A pipeline for predicting sea ice.
You will need to install the following tools if you want to develop this project:
Create a file in config that is called <your chosen name here>.local.yaml.
You will want this to inherit from base.yaml and then apply your own changes on top.
For example, the following config will override the base_path option in base.yaml:
defaults:
- base
base_path: /local/path/to/my/dataYou can then run this with, e.g.:
uv run zebra <command> --config-name <your local config>.yamlYou can also use this config to override other options in the base.yaml file, as shown below:
defaults:
- base
- override /model: encode_unet_decode # Use this format if you want to use a different config
# Override specific model parameters
model:
processor:
start_out_channels: 37 # Use this format to override specific model parameters in the named configs
base_path: /local/path/to/my/dataAlternatively, you can apply overrides to specific options at the command line like this:
uv run zebra <command> ++base_path=/local/path/to/my/dataNote that persistence.yaml overrides the specific options in base.yaml needed to run the Persistence model.
As uv cannot easily be installed on Baskerville, you should install the zebra package directly into a virtual environment that you have set up.
source /path/to/venv/activate.sh
pip install -e .This means that later commands like uv run X ... should simply be X ... instead.
You will need a CDS account to download data with anemoi.
Run uv run zebra datasets create to download all datasets locally.
Run uv run zebra datasets inspect to inspect all datasets available locally.
Run uv run zebra train to train using the datasets specified in the config.
ℹ️ This will save checkpoints to ${BASE_DIR}/training/wandb/run-${DATE}$-${RANDOM_STRING}/checkpoints/${CHECKPOINT_NAME}$.ckpt.
Run uv run zebra evaluate --checkpoint PATH_TO_A_CHECKPOINT to evaluate using a checkpoint from a training run.
An ice-station-zebra model needs to be able to run over multiple different datasets with different dimensions.
These are structured in NTCHW format, where:
Nis the batch size,Tis the number of history (forecast) steps for inputs (outputs)Cis the number of channels or variablesHis a height dimensionWis a width dimension
N and T will be the same for all inputs, but C, H and W might vary.
Taking as an example, a batch size (N=2), 3 history steps and 4 forecast steps, we will have k inputs of shape (2, 3, C_k, H_k, W_k) and one output of shape (2, 4, C_out, H_out, W_out).
A standalone model will need to accept a dict[str, TensorNTCHW] which maps dataset names to an NTCHW Tensor of values.
The model might want to use one or more of these for training, and will need to produce an output with shape N, T, C_out, H_out, W_out.
As can be seen in the example below, a separate instance of the model is likely to be needed for each output to be predicted.
Pros:
- all input variables are available without transformation
Cons:
- hard to add new inputs
- hard to add new outputs
A processor model is part of a larger encode-process-decode step.
Start by defining a latent space as (C_latent, H_latent, W_latent) - in the example below, this has been set to (10, 64, 64).
The encode-process-decode model automatically creates one encoder for each input and one decoder for each output.
The dataset-specific encoder takes the input data and converts it to shape (N, T, C_latent, H_latent, W_latent).
The k encoded datasets can then be combined in latent space to give a single dataset of shape (N, T, k * C_latent, H_latent, W_latent).
This is then passed to the processor, which must accept input of shape (N, T, k * C_latent, H_latent, W_latent) and produce output of the same shape.

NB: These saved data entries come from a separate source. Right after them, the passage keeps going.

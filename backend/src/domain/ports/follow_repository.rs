//! Port abstraction for follow edges.
//!
//! Adapters enforce edge uniqueness at write time; callers never lock.
use async_trait::async_trait;

use crate::domain::{FollowEdge, UserId};

use super::RepositoryError;

#[cfg_attr(test, mockall::automock)]
#[async_trait]
pub trait FollowRepository: Send + Sync {
    /// Store `edge` unless it already exists. Returns whether a row was added.
    async fn insert(&self, edge: &FollowEdge) -> Result<bool, RepositoryError>;

    /// Remove `edge`. Returns whether a row was removed.
    async fn delete(&self, edge: &FollowEdge) -> Result<bool, RepositoryError>;

    /// Whether `edge` exists.
    async fn exists(&self, edge: &FollowEdge) -> Result<bool, RepositoryError>;

    /// Number of authors `user` follows.
    async fn count_for_user(&self, user: &UserId) -> Result<usize, RepositoryError>;
}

This output is then passed to one or more output-specific decoders which take input of shape (N, T, k * C_latent, H_latent, W_latent) and produce output of shape (N, T, C_out, H_out, W_out).
Pros:
- easy to add new inputs
- easy to add new outputs
Cons:
- input variables have been transformed into latent space
There are various demonstrator Jupyter notebooks in the notebooks folder.
You can run these with uv run --group notebooks jupyter notebook.